While federal law protects crime victims from having to reveal their immigration status, if these victims are arrested or have been arrested in the past Secure Communities now discloses that.

This can affect victims in a scenario where a police officer arrives at the home and can’t communicate with the couple. Police may arrest both parties or even arrest the victim if the abuser speaks English and twists the series of events that led to the police call.

‘Revenge Arrests’ Problematic

Victims are also subject to "revenge arrests," when abusers call the police and accuse them of perpetuating the violence.

"The man says, ‘Look she scratched me, I didn’t do anything.’ So the woman gets arrested and if undocumented, she gets reported to ICE," Neugebaeur said. "How can I as a lawyer say now in good conscience, free and clear, ‘Don’t worry about anything, call the police,’ because if you call the police, you can be reported to immigration services."

Secure Communities is now present in counties in 38 states.
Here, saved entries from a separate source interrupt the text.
use std::path::Path;

use tldr_ffmpeg::{
    audio_concat::build_concat_command, probe, run::run_command,
    transcode::build_speech_mp3_command,
};
use tldr_openai::{
    AudioInput, MAX_SPEECH_INPUT_CHARS, MAX_TRANSCRIPTION_BYTES, SpeechRequest,
};
use types::{Artifact, SpeechVoice, Transcript};

use crate::{
    MIN_AUDIO_SIZE_BYTES, Pipeline, PipelineError, speech::split_for_speech,
};

impl Pipeline {
    /// Reads the script aloud with `voice` (the configured default when
    /// `None`) and stores the result as `voiceover.wav`.
    ///
    /// Scripts over the speech input limit are synthesized piecewise and
    /// joined with ffmpeg.
    ///
    /// # Errors
    /// `MissingArtifact` without a script, `InvalidInput` for a blank one,
    /// plus provider, ffmpeg and storage failures.
    #[tracing::instrument(skip(self))]
    pub async fn synthesize_voiceover(
        &self,
        voice: Option<SpeechVoice>,
    ) -> Result<(), PipelineError> {
        let script = self.store.read_text(Artifact::Script).await?;
        let voice = voice.unwrap_or(self.settings.default_voice);

        let chunks = split_for_speech(&script, MAX_SPEECH_INPUT_CHARS);
        if chunks.is_empty() {
            return Err(PipelineError::InvalidInput(
                "the script is empty, nothing to read aloud".to_string(),
            ));
        }
        tracing::info!(
            "synthesizing {} chunk(s) with voice {}",
            chunks.len(),
            voice
        );

        let mut parts = Vec::with_capacity(chunks.len());
        for text in chunks {
            let request = SpeechRequest { text, voice };
            parts.push(self.provider.synthesize_speech(&request).await?);
        }

        let audio = if parts.len() == 1 {
            parts.remove(0)
        } else {
            self.join_audio(&parts).await?
        };

        self.store.write_voiceover("wav", &audio).await?;
        Ok(())
    }

    // Concatenates WAV parts in a scratch directory and returns the result.
    async fn join_audio(&self, parts: &[Vec<u8>]) -> Result<Vec<u8>, PipelineError> {
        let scratch = tempfile::tempdir()?;

        let mut inputs = Vec::with_capacity(parts.len());
        for (i, bytes) in parts.iter().enumerate() {
            let path = scratch.path().join(format!("part_{i:03}.wav"));
            tokio::fs::write(&path, bytes).await?;
            inputs.push(path);
        }

        let output = scratch.path().join("joined.wav");
        let command = build_concat_command(
            &self.settings.render.ffmpeg_path,
            &inputs,
            &output,
        )?;
        run_command(command).await?;

        Ok(tokio::fs::read(&output).await?)
    }

    /// Replaces the voiceover with a user-supplied recording.
    ///
    /// Recordings are sent for transcription as uploaded, so anything over
    /// the transcription limit is refused here.
    ///
    /// # Errors
    /// `InvalidInput` for an empty upload or an unsupported file type,
    /// `AudioTooLarge` above the transcription limit.
    #[tracing::instrument(skip(self, bytes), fields(size = bytes.len()))]
    pub async fn save_uploaded_audio(
        &self,
        file_name: &str,
        bytes: &[u8],
    ) -> Result<(), PipelineError> {
        if bytes.is_empty() {
            return Err(PipelineError::InvalidInput(
                "the uploaded audio file is empty".to_string(),
            ));
        }
        if bytes.len() > MAX_TRANSCRIPTION_BYTES {
            return Err(PipelineError::AudioTooLarge {
                size: bytes.len(),
                limit: MAX_TRANSCRIPTION_BYTES,
            });
        }

        let extension = Path::new(file_name)
            .extension()
            .and_then(|extension| extension.to_str())
            .ok_or_else(|| {
                PipelineError::InvalidInput(format!(
                    "cannot tell the audio type of {file_name:?}"
                ))
            })?;

        self.store.write_voiceover(extension, bytes).await?;
        tracing::info!("stored uploaded voiceover");
        Ok(())
    }

    /// Transcribes the voiceover into timed segments.
    ///
    /// A voiceover under [`MIN_AUDIO_SIZE_BYTES`] holds no speech and is
    /// stored as an empty transcript instead of being sent. One over the
    /// transcription limit (a long synthesized WAV) is sent as a compressed
    /// MP3 copy.
    ///
    /// # Errors
    /// `MissingArtifact` without a voiceover, `AudioTooLarge` when even the
    /// compressed copy is over the limit, plus provider, ffmpeg and storage
    /// failures.
    #[tracing::instrument(skip(self))]
    pub async fn transcribe_voiceover(&self) -> Result<Transcript, PipelineError> {
        let path = self
            .store
            .voiceover_path()
            .await
            .ok_or(PipelineError::MissingArtifact(Artifact::Voiceover))?;
        let bytes = tokio::fs::read(&path).await?;

        let transcript = if bytes.len() < MIN_AUDIO_SIZE_BYTES {
            tracing::warn!(
                "voiceover is only {} bytes, storing an empty transcript",
                bytes.len()
            );
            Transcript::default()
        } else {
            let audio = if bytes.len() > MAX_TRANSCRIPTION_BYTES {
                self.compress_for_transcription(&path).await?
            } else {
                let file_name = path
                    .file_name()
                    .map(|name| name.to_string_lossy().to_string())
                    .unwrap_or_default();
                AudioInput { file_name, bytes }
            };
            if audio.bytes.len() > MAX_TRANSCRIPTION_BYTES {
                return Err(PipelineError::AudioTooLarge {
                    size: audio.bytes.len(),
                    limit: MAX_TRANSCRIPTION_BYTES,
                });
            }

            let mut transcript = self.provider.transcribe(&audio).await?;

            if transcript.duration.is_none() {
                transcript.duration = self.probe_duration(&path).await;
            }
            transcript
        };

        tracing::info!(
            "transcript has {} segments over {:.2}s",
            transcript.segments.len(),
            transcript.end_time()
        );
        self.store
            .write_json(Artifact::Transcript, &transcript)
            .await?;
        Ok(transcript)
    }

    // Writes a mono 16 kHz MP3 of the voiceover to a scratch directory.
    async fn compress_for_transcription(
        &self,
        path: &Path,
    ) -> Result<AudioInput, PipelineError> {
        let scratch = tempfile::tempdir()?;
        let output = scratch.path().join("voiceover.mp3");
        tracing::info!(
            "voiceover is over the transcription limit, compressing {}",
            path.display()
        );

        run_command(build_speech_mp3_command(
            &self.settings.render.ffmpeg_path,
            path,
            &output,
        ))
        .await?;

        Ok(AudioInput {
            file_name: "voiceover.mp3".to_string(),
            bytes: tokio::fs::read(&output).await?,
        })
    }

    /// Media duration in seconds, or `None` when ffprobe is unavailable or
    /// cannot read the file.
    pub(crate) async fn probe_duration(&self, path: &Path) -> Option<f64> {
        match probe::get_media_duration(&self.settings.ffprobe_path, path).await {
            Ok(duration) => Some(duration.as_secs_f64()),
            Err(e) => {
                tracing::warn!("could not probe {}: {}", path.display(), e);
                None
            }
        }
    }
}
In New York it has been implemented in two counties and is set to expand to all counties by 2013. While New York was among the states that had been considering opting out of the federal program, former-Gov. David Patterson signed the Secure Communities agreement before he left office at the end of December 2010.

Department of Homeland Security Secretary Janet Napolitano said in October 2010 that opting out wasn’t an option.

However, a coalition of immigration advocacy groups recently obtained 15,000 agency documents from ICE–many of them internal e-mails–which reveal that states do likely have the local authority to shut out the controversial program. The Associated Press also obtained the documents independently and reported on them Feb. 16.

The documents also show that ICE has not received any evidence "to support the claim that domestic violence victims will be afraid to report crimes," according to a draft document, outlined in an e-mail answering questions from an Associated Press reporter in July 2010.

"Domestic violence is a crime and removing aliens convicted of such crimes helps protect victims," an ICE communications officer then wrote, according to the document.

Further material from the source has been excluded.